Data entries
:::
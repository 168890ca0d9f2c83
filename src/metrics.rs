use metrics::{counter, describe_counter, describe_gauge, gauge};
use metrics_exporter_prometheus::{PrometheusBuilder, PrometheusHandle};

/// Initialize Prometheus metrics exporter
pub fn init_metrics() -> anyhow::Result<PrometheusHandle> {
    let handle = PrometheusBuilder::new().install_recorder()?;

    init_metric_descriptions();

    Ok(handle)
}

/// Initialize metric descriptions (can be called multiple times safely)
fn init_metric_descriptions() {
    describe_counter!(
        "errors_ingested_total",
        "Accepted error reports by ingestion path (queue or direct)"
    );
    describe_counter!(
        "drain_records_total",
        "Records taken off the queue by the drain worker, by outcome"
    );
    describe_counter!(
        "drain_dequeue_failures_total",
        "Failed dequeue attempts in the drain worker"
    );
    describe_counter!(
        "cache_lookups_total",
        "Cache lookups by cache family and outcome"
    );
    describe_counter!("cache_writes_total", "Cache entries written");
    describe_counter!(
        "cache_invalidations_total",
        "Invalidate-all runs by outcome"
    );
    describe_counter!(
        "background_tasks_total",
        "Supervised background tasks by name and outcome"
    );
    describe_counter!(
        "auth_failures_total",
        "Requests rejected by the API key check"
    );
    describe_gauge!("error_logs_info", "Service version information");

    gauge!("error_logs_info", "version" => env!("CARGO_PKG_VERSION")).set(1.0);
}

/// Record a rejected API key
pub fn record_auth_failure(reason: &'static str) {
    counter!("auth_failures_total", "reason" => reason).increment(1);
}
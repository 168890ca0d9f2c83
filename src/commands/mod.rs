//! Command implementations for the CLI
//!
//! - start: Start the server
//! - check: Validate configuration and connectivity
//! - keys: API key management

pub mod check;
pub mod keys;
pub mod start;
:::
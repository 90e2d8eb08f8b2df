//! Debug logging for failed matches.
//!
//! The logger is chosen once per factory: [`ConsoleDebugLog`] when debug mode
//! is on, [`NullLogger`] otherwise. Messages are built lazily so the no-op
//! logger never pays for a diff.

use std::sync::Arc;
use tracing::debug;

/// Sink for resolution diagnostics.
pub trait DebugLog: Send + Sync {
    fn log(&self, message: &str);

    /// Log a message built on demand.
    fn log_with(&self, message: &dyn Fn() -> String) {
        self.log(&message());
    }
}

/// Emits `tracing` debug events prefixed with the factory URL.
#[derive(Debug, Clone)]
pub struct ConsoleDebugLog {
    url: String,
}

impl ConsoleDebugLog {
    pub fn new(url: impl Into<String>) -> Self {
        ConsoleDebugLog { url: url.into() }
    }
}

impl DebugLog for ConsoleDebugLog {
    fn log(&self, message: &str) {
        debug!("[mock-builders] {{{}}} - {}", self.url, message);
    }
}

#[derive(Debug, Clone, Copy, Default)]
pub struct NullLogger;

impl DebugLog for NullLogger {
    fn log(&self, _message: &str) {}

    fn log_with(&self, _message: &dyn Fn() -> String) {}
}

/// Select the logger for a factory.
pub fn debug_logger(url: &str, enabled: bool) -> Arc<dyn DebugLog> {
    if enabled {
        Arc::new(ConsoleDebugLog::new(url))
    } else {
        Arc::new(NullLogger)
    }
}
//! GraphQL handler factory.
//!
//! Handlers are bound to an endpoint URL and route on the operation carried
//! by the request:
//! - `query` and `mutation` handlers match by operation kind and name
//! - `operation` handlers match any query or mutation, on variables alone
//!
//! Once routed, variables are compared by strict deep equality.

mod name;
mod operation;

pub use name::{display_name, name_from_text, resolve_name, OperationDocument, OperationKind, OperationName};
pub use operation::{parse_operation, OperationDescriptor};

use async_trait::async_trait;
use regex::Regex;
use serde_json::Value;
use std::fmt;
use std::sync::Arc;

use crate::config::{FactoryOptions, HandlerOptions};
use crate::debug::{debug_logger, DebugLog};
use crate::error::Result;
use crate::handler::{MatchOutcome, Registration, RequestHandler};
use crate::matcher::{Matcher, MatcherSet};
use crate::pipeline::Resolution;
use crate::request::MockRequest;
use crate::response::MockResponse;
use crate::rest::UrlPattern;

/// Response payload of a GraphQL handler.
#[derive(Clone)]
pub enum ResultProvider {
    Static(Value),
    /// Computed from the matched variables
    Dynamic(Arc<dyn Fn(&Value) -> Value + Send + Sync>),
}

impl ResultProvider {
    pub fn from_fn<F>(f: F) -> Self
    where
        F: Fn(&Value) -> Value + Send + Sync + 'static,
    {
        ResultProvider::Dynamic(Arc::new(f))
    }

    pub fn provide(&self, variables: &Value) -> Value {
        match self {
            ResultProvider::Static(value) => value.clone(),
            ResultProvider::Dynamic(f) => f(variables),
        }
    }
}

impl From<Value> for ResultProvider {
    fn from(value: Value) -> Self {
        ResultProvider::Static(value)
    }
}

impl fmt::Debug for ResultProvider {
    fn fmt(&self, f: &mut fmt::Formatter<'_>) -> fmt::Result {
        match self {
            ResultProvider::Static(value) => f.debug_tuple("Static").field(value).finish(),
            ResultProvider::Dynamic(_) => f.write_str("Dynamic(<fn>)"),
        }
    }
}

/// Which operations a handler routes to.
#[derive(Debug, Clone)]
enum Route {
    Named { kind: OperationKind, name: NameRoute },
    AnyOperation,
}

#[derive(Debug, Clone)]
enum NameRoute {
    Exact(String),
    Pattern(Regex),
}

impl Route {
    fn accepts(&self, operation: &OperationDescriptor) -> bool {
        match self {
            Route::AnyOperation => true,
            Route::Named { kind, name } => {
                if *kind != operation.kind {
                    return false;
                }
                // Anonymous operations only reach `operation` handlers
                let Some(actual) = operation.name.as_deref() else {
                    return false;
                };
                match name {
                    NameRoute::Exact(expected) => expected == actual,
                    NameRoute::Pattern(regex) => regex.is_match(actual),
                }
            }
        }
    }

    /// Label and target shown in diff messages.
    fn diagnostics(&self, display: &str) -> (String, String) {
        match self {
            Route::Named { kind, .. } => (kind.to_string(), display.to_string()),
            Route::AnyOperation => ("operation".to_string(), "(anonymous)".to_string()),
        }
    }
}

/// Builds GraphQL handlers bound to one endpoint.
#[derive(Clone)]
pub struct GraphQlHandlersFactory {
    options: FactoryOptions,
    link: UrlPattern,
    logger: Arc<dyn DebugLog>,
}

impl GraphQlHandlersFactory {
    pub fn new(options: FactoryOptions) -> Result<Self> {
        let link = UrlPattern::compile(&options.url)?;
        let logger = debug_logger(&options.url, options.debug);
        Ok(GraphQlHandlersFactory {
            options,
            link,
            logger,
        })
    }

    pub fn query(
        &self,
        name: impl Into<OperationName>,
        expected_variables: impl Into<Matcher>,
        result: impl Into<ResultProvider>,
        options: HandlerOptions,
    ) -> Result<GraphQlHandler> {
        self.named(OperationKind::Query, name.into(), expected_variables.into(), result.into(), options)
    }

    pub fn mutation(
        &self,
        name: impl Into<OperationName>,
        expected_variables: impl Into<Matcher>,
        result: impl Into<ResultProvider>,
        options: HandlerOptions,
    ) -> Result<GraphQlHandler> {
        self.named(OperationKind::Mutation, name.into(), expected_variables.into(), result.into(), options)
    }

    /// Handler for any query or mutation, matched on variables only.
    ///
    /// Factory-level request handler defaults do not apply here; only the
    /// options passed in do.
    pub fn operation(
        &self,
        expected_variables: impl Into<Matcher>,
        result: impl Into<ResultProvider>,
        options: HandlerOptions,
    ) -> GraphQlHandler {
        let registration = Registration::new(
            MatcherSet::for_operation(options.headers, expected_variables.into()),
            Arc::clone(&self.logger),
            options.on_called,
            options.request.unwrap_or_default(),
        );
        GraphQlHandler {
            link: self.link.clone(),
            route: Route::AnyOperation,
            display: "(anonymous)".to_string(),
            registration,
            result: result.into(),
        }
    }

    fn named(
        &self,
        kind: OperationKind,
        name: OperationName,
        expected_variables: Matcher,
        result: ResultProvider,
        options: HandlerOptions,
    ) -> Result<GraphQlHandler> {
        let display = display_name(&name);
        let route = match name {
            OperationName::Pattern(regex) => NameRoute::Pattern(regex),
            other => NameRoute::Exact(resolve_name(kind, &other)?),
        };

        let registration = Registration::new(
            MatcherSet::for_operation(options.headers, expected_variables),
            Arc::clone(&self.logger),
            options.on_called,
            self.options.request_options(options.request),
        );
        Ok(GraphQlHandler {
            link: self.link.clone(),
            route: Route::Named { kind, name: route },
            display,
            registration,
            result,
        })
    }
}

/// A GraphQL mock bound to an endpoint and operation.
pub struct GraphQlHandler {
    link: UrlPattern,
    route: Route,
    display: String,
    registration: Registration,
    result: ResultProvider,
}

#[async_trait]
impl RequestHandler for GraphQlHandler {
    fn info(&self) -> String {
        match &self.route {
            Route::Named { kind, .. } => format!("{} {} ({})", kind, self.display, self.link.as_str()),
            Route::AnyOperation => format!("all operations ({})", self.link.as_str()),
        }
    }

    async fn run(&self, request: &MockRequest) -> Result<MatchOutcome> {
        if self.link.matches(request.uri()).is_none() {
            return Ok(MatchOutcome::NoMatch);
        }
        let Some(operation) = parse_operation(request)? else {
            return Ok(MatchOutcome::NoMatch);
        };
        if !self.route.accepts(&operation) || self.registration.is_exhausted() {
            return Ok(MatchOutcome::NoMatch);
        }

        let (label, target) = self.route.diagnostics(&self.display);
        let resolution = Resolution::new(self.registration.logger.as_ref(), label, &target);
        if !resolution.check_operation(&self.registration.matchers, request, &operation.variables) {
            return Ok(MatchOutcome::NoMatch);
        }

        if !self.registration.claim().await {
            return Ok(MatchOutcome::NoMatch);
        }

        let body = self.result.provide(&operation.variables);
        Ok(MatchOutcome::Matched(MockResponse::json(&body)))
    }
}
:::
# Instructions to follow:
From the records, copy every line that has the string "tracing" in it.

# Result for this task:
use tracing::debug;
/// Emits `tracing` debug events prefixed with the factory URL.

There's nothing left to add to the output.